Lines of the listing below that contain the string "principal" are to be returned.
_ _ _ _ _ _ _
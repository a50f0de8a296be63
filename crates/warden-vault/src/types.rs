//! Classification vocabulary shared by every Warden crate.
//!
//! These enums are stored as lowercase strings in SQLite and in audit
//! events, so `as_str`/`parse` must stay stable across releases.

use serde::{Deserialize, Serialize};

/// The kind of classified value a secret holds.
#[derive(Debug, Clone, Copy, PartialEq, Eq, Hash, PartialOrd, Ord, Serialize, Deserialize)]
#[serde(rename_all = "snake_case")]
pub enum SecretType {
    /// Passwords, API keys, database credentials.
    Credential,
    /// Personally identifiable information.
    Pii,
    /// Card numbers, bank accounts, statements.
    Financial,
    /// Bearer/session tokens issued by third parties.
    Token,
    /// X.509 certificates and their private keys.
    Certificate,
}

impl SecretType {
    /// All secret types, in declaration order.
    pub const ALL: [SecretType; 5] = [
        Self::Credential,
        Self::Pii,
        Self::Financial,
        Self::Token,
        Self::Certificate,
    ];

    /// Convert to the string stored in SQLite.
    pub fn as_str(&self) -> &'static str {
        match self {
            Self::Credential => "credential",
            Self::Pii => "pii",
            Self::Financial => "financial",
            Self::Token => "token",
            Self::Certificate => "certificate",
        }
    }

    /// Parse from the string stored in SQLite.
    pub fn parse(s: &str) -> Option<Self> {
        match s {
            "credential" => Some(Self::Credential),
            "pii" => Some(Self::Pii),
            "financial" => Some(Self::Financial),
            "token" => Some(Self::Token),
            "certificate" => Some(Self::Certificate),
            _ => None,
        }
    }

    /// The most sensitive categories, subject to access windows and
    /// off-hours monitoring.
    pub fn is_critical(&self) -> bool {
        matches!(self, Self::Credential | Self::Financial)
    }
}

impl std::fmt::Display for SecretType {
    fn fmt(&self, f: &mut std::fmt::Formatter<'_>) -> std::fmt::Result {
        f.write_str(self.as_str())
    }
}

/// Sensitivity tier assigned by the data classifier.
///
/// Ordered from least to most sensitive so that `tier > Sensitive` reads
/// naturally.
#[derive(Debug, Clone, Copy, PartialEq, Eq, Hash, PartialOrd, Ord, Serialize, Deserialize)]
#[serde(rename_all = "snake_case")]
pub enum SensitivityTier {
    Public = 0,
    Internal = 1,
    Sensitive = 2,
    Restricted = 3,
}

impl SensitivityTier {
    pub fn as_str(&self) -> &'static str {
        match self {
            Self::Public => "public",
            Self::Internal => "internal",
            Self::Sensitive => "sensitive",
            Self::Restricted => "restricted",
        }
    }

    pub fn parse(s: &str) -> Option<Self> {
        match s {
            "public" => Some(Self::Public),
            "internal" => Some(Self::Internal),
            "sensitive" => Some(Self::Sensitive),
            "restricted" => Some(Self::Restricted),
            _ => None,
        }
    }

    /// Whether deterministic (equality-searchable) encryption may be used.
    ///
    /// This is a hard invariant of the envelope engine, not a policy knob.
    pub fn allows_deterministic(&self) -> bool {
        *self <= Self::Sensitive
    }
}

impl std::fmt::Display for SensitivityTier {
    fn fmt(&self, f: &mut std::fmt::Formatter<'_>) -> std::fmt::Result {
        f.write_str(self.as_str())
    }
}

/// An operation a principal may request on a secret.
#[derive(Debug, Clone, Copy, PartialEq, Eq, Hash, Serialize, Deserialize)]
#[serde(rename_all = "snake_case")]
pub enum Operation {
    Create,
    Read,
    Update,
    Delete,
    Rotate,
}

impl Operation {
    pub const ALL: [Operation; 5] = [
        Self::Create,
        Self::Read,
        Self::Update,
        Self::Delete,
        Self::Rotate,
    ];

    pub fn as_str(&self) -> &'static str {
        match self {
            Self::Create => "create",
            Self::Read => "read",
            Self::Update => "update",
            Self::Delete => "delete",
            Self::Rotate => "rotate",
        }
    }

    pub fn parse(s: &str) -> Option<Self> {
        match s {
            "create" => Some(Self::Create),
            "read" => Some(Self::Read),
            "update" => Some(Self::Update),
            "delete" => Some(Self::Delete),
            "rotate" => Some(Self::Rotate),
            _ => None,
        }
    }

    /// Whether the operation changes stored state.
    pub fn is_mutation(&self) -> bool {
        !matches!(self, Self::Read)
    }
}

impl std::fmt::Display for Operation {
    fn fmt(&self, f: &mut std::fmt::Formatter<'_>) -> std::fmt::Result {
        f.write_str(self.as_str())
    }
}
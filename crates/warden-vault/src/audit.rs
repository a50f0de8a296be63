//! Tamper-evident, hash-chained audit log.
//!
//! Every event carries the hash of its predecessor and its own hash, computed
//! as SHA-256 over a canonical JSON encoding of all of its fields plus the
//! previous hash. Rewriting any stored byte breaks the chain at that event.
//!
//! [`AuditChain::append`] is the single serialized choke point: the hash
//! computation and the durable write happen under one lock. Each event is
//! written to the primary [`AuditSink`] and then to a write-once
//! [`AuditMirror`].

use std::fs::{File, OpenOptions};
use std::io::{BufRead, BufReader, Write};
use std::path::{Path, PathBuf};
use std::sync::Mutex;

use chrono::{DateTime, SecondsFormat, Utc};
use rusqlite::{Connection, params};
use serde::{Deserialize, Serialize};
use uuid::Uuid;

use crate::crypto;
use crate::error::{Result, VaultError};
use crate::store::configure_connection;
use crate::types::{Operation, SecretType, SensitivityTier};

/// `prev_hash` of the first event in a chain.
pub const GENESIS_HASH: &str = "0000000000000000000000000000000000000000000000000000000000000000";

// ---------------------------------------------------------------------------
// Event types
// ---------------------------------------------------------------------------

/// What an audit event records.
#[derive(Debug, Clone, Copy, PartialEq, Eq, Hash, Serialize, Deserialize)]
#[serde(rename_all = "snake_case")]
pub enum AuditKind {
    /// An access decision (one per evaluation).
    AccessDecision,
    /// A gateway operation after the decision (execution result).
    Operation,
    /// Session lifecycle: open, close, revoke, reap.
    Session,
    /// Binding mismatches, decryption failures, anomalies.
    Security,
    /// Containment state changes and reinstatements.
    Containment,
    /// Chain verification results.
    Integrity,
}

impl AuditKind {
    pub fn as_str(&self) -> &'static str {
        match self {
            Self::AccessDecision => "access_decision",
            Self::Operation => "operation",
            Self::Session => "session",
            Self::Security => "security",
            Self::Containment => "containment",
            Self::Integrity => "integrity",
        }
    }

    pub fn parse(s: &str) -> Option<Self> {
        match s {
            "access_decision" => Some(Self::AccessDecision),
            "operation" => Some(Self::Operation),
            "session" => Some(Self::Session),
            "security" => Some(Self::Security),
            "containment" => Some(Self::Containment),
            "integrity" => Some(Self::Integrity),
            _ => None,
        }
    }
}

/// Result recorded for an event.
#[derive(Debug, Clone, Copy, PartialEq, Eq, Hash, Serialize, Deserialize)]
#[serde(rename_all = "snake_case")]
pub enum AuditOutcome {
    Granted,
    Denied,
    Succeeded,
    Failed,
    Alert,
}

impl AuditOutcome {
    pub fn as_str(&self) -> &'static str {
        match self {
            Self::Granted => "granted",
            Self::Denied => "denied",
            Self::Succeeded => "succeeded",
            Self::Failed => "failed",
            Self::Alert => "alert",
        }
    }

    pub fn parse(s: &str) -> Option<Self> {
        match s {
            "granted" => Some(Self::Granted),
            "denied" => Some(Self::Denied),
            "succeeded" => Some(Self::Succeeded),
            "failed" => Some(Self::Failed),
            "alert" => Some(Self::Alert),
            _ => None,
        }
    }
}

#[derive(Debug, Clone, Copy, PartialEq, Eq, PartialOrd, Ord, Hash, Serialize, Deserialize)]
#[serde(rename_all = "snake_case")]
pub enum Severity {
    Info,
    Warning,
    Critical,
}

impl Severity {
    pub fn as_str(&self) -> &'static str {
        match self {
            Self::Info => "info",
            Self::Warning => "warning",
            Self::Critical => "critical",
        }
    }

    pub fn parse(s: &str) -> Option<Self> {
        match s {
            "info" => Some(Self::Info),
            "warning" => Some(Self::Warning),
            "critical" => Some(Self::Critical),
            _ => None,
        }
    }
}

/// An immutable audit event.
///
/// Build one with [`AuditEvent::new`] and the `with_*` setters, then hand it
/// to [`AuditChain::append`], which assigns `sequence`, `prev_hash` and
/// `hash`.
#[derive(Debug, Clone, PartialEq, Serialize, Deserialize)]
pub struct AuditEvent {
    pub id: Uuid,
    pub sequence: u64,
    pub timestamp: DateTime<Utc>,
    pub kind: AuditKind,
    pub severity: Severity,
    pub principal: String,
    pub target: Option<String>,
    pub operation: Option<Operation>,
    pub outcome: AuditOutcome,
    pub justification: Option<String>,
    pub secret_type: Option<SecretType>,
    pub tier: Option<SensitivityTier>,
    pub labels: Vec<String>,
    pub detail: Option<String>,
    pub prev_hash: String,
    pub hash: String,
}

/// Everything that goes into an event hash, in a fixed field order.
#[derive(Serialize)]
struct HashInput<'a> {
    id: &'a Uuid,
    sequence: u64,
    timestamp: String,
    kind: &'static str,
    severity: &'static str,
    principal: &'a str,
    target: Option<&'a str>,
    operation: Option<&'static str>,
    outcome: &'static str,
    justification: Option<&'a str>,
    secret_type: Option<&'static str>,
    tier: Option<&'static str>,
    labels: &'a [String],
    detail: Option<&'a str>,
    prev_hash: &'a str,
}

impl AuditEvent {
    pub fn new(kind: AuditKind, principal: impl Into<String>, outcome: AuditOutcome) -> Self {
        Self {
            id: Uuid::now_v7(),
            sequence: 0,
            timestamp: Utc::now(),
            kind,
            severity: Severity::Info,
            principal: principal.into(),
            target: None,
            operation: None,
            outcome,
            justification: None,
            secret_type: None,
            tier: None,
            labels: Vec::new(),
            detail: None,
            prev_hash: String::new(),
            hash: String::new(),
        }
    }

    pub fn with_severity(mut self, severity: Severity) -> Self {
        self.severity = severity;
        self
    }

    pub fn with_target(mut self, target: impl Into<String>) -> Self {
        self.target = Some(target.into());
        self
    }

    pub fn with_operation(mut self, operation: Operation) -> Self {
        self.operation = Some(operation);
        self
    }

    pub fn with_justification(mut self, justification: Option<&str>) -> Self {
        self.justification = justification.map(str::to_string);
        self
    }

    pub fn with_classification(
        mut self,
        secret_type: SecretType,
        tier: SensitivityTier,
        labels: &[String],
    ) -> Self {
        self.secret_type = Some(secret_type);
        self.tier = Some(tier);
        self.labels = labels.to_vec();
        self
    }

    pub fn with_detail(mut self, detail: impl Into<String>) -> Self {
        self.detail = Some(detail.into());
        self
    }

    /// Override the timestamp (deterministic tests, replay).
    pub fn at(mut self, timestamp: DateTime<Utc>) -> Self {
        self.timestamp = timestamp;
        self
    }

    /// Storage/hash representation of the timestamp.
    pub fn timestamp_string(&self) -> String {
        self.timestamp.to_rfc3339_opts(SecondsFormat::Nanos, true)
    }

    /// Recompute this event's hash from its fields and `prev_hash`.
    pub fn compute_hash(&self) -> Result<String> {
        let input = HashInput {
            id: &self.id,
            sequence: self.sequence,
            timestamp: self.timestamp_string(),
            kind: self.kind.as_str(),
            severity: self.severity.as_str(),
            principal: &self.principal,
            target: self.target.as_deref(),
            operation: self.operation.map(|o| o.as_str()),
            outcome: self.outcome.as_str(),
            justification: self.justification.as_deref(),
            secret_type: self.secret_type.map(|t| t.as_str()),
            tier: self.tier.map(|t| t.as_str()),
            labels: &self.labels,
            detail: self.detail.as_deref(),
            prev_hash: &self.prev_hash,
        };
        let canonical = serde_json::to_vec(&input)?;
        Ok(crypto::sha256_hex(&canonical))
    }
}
_ _ _ _ _ _ _
Answer to this exercise:
/// An operation a principal may request on a secret.
    pub principal: String,
    principal: &'a str,
    pub fn new(kind: AuditKind, principal: impl Into<String>, outcome: AuditOutcome) -> Self {
            principal: principal.into(),
            principal: &self.principal,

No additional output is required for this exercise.